O sargento Luiz Fernando Borges declarou antes do julgamento que a sua defesa deveria ser constituída pelo seu advogado. Desde a fase de alegações finais do processo, a defesa estava sendo realizada pela Defensoria Pública. O advogado contratado pelo policial aparenta ter se afastado do caso, apesar de não haver formalizações disso. “A Defensoria Pública foi intimada para fazer a sustentação oral do júri. O réu tem um advogado particular e, em razão dele estar constituído e não ter sido intimado para comparecer, a audiência é adiada para dar tempo dele ser intimado e ter ciência do julgamento do seu cliente”, explica a advogada de Joelma, Jacqueline Martins. O promotor Guilherme Vieira Castro comentou que, caso o advogado não volte a comparecer na sessão do dia 10 de outubro, o julgamento pode ser adiado novamente para a Defensoria Pública assumir outra vez e se inteirar do processo. Jacqueline acredita que, caso o advogado não compareça, o julgamento ocorrerá no dia 10 de outubro mesmo já com a defensoria.

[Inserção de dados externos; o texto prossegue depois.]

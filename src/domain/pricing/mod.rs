//! Freight pricing
//!
//! Pure computation over an immutable [`TariffRow`]: weight band resolution,
//! surcharges, optional gross-up, and a single rounding step per component.

pub mod breakdown;
pub mod policy;
pub mod request;
pub mod surcharge;
pub mod weight_tier;

pub use breakdown::{MinorCharges, PricingBreakdown};
pub use policy::{GrossUpPolicy, PricingPolicy, RoundingMode, DEFAULT_AD_VALOREM_SCALE};
pub use request::PricingRequest;
pub use surcharge::Surcharges;
pub use weight_tier::WeightTier;

use rust_decimal::Decimal;

use crate::domain::tariff::TariffRow;
use crate::domain::{DomainError, DomainResult};

/// Unwrap a checked arithmetic step; overflow means the inputs are out of
/// the representable range.
fn in_range(value: Option<Decimal>) -> DomainResult<Decimal> {
    value.ok_or_else(|| DomainError::Validation("amount out of range".to_string()))
}

/// Price a request against an already resolved tariff row.
///
/// Gross-up covers the weight charge, ad valorem, dispatch and toll. The
/// hazardous and TDE surcharges are computed from the un-grossed base
/// charge and are never grossed up. Fails with
/// [`DomainError::Validation`] when an intermediate amount overflows.
pub fn price(
    row: &TariffRow,
    request: &PricingRequest,
    policy: &PricingPolicy,
) -> DomainResult<PricingBreakdown> {
    let base_charge = row.weight_tiers.base_charge(request.weight_kg)?;
    let surcharges = Surcharges::compute(row, base_charge, request, policy.ad_valorem_scale)?;
    let gross = &policy.gross_up;

    let charges = MinorCharges {
        weight_charge: gross.apply(base_charge)?,
        ad_valorem: gross.apply(surcharges.ad_valorem)?,
        dispatch: gross.apply(surcharges.dispatch)?,
        toll: gross.apply(surcharges.toll)?,
        hazardous: surcharges.hazardous,
        tde1: surcharges.tde1,
        tde2: surcharges.tde2,
    };

    Ok(PricingBreakdown::from_minor(&charges, policy.rounding))
}
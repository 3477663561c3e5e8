//! Application services

mod pricing;

pub use pricing::PricingEngine;
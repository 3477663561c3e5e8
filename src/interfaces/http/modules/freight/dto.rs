use rust_decimal::Decimal;
use serde::{Deserialize, Serialize};
use utoipa::ToSchema;
use validator::{Validate, ValidationError};

use crate::domain::{PricingBreakdown, PricingRequest, RouteKey};

fn positive(value: &Decimal) -> Result<(), ValidationError> {
    if value.is_sign_positive() && !value.is_zero() {
        Ok(())
    } else {
        Err(ValidationError::new("positive").with_message("must be greater than zero".into()))
    }
}

fn non_negative(value: &Decimal) -> Result<(), ValidationError> {
    if value.is_sign_negative() && !value.is_zero() {
        Err(ValidationError::new("non_negative").with_message("must not be negative".into()))
    } else {
        Ok(())
    }
}

/// Freight quote request
#[derive(Debug, Clone, Deserialize, Validate, ToSchema)]
#[serde(rename_all = "camelCase")]
pub struct QuoteRequest {
    /// Two-letter origin region code
    #[schema(example = "MG")]
    #[validate(length(equal = 2, message = "must be a 2-letter region code"))]
    pub origin_region: String,
    #[schema(example = "METROPOLITANA")]
    #[validate(length(min = 1, max = 50, message = "must be 1–50 characters"))]
    pub origin_classification: String,
    #[schema(example = "SP")]
    #[validate(length(equal = 2, message = "must be a 2-letter region code"))]
    pub destination_region: String,
    #[schema(example = "CAPITAL")]
    #[validate(length(min = 1, max = 50, message = "must be 1–50 characters"))]
    pub destination_classification: String,
    /// Shipment weight in kg
    #[schema(value_type = f64, example = 580)]
    #[validate(custom(function = "positive"))]
    pub weight: Decimal,
    /// Declared merchandise value in major currency units
    #[schema(value_type = f64, example = 17500)]
    #[validate(custom(function = "non_negative"))]
    pub merchandise_value: Decimal,
    #[serde(default)]
    pub hazardous: bool,
    #[serde(default)]
    pub difficult_delivery: bool,
}

impl From<QuoteRequest> for PricingRequest {
    fn from(req: QuoteRequest) -> Self {
        let route = RouteKey::new(
            req.origin_region,
            req.origin_classification,
            req.destination_region,
            req.destination_classification,
        );
        PricingRequest::new(route, req.weight, req.merchandise_value)
            .with_hazardous(req.hazardous)
            .with_difficult_delivery(req.difficult_delivery)
    }
}

/// Itemized freight price in major currency units, two decimals
#[derive(Debug, Clone, Serialize, ToSchema)]
#[serde(rename_all = "camelCase")]
pub struct QuoteResponse {
    #[serde(with = "rust_decimal::serde::float")]
    #[schema(value_type = f64, example = 336.14)]
    pub weight_charge: Decimal,
    #[serde(with = "rust_decimal::serde::float")]
    #[schema(value_type = f64, example = 69.60)]
    pub ad_valorem: Decimal,
    #[serde(with = "rust_decimal::serde::float")]
    #[schema(value_type = f64, example = 21.09)]
    pub dispatch: Decimal,
    #[serde(with = "rust_decimal::serde::float")]
    #[schema(value_type = f64, example = 13.18)]
    pub toll: Decimal,
    #[serde(with = "rust_decimal::serde::float")]
    #[schema(value_type = f64, example = 0)]
    pub hazardous: Decimal,
    #[serde(with = "rust_decimal::serde::float")]
    #[schema(value_type = f64, example = 0)]
    pub tde1: Decimal,
    #[serde(with = "rust_decimal::serde::float")]
    #[schema(value_type = f64, example = 0)]
    pub tde2: Decimal,
    #[serde(with = "rust_decimal::serde::float")]
    #[schema(value_type = f64, example = 440.01)]
    pub total: Decimal,
}

impl From<PricingBreakdown> for QuoteResponse {
    fn from(b: PricingBreakdown) -> Self {
        Self {
            weight_charge: b.weight_charge,
            ad_valorem: b.ad_valorem,
            dispatch: b.dispatch,
            toll: b.toll,
            hazardous: b.hazardous,
            tde1: b.tde1,
            tde2: b.tde2,
            total: b.total,
        }
    }
}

Joelma chorou, mas recebeu o apoio de muitas pessoas. A cada poucos passos que dava, alguém ia dar uma mensagem de apoio. “São poucos dias”, “você vai sair vitoriosa” e “ele vai pagar” eram algumas das mensagens que ela ouvia em abraços apertados. E Joelma foi ganhando confiança. E sorriu. Saiu de lá decepcionada, mas tranquila.

Na volta para casa, mesmo sem negar frustração, já sorria, brincava. Na casa, tirou a calça jeans, a blusa estampada e suas sandálias mais bonitas. Botou roupas leves e foi cozinhar feijão para todo mundo. “Essas meninas são minhas assessoras”, disse sorrindo, enquanto algumas jovens que acompanham o caso de Mário atendiam o telefone dela. Comemoraram o aniversário da avó de Mário. Colocaram bancos do lado de fora, ergueram um toldo, abriram a cerveja. Não era a celebração que Joelma esperava, mas ela estava forte o suficiente para sorrir.